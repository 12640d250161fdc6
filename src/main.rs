#![forbid(unsafe_code)]

use std::error::Error;

use tracing_subscriber::EnvFilter;

use carbonledger::{
    format_kg, format_tonnes, Category, DeliverySpeed, PurchaseInput, PurchaseSession,
};

fn main() -> Result<(), Box<dyn Error>> {
    tracing_subscriber::fmt()
        .with_env_filter(EnvFilter::from_default_env())
        .init();

    // Example purchases a form session might submit.
    let purchases = vec![
        PurchaseInput {
            name: "AirPods Pro".into(),
            category: Category::Electronics,
            price_usd: 249.0,
            quantity: 1,
            weight_kg: 0.3,
            distance_km: 9000.0,
            speed: DeliverySpeed::Express,
            donate_offset: false,
        },
        PurchaseInput {
            name: "Red T-shirt".into(),
            category: Category::FastFashion,
            price_usd: 19.99,
            quantity: 3,
            weight_kg: 0.6,
            distance_km: 400.0,
            speed: DeliverySpeed::Standard,
            donate_offset: true,
        },
        PurchaseInput {
            name: "Oak bookshelf".into(),
            category: Category::Furniture,
            price_usd: 740.0,
            quantity: 1,
            weight_kg: 42.0,
            distance_km: 120.0,
            speed: DeliverySpeed::SameDay,
            donate_offset: false,
        },
    ];

    let mut session = PurchaseSession::new();
    println!("session {}", session.session_id());
    println!("---");

    for purchase in purchases {
        let outcome = session.submit(purchase)?;

        println!(
            "{}: {} ({})",
            outcome.record.input.name,
            format_kg(outcome.estimate.kg_co2e),
            format_tonnes(outcome.estimate.kg_co2e)
        );
        println!(
            "  ~{:.0} km by car, ~{:.1} tree-years, ~{:.0} phone charges",
            outcome.equivalents.car_km,
            outcome.equivalents.tree_years,
            outcome.equivalents.phone_charges
        );
        println!("  {}", outcome.commentary.sarcasm);
        println!("  tip: {}", outcome.commentary.tip);
        println!("---");
    }

    println!("recent calculations (this session):");
    for record in session.history().all() {
        println!(
            "{},{},{},{},{:.3}",
            record.seq,
            record.recorded_at.to_rfc3339(),
            record.input.name,
            record.input.category.label(),
            record.estimate.kg_co2e
        );
    }

    Ok(())
}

****************

_Aim of the exercise_.
Every record above is to be transcribed exactly as written.

_Exercise solution_.
repository 12640d250161fdc6
filename src/main.rs
#![forbid(unsafe_code)]

use std::error::Error;

use tracing_subscriber::EnvFilter;

use carbonledger::{
    format_kg, format_tonnes, Category, DeliverySpeed, PurchaseInput, PurchaseSession,
};

fn main() -> Result<(), Box<dyn Error>> {
    tracing_subscriber::fmt()
        .with_env_filter(EnvFilter::from_default_env())
        .init();

    // Example purchases a form session might submit.
    let purchases = vec![
        PurchaseInput {
            name: "AirPods Pro".into(),
            category: Category::Electronics,
            price_usd: 249.0,
            quantity: 1,
            weight_kg: 0.3,
            distance_km: 9000.0,
            speed: DeliverySpeed::Express,
            donate_offset: false,
        },
        PurchaseInput {
            name: "Red T-shirt".into(),
            category: Category::FastFashion,
            price_usd: 19.99,
            quantity: 3,
            weight_kg: 0.6,
            distance_km: 400.0,
            speed: DeliverySpeed::Standard,
            donate_offset: true,
        },
        PurchaseInput {
            name: "Oak bookshelf".into(),
            category: Category::Furniture,
            price_usd: 740.0,
            quantity: 1,
            weight_kg: 42.0,
            distance_km: 120.0,
            speed: DeliverySpeed::SameDay,
            donate_offset: false,
        },
    ];

    let mut session = PurchaseSession::new();
    println!("session {}", session.session_id());
    println!("---");

    for purchase in purchases {
        let outcome = session.submit(purchase)?;

        println!(
            "{}: {} ({})",
            outcome.record.input.name,
            format_kg(outcome.estimate.kg_co2e),
            format_tonnes(outcome.estimate.kg_co2e)
        );
        println!(
            "  ~{:.0} km by car, ~{:.1} tree-years, ~{:.0} phone charges",
            outcome.equivalents.car_km,
            outcome.equivalents.tree_years,
            outcome.equivalents.phone_charges
        );
        println!("  {}", outcome.commentary.sarcasm);
        println!("  tip: {}", outcome.commentary.tip);
        println!("---");
    }

    println!("recent calculations (this session):");
    for record in session.history().all() {
        println!(
            "{},{},{},{},{:.3}",
            record.seq,
            record.recorded_at.to_rfc3339(),
            record.input.name,
            record.input.category.label(),
            record.estimate.kg_co2e
        );
    }

    Ok(())
}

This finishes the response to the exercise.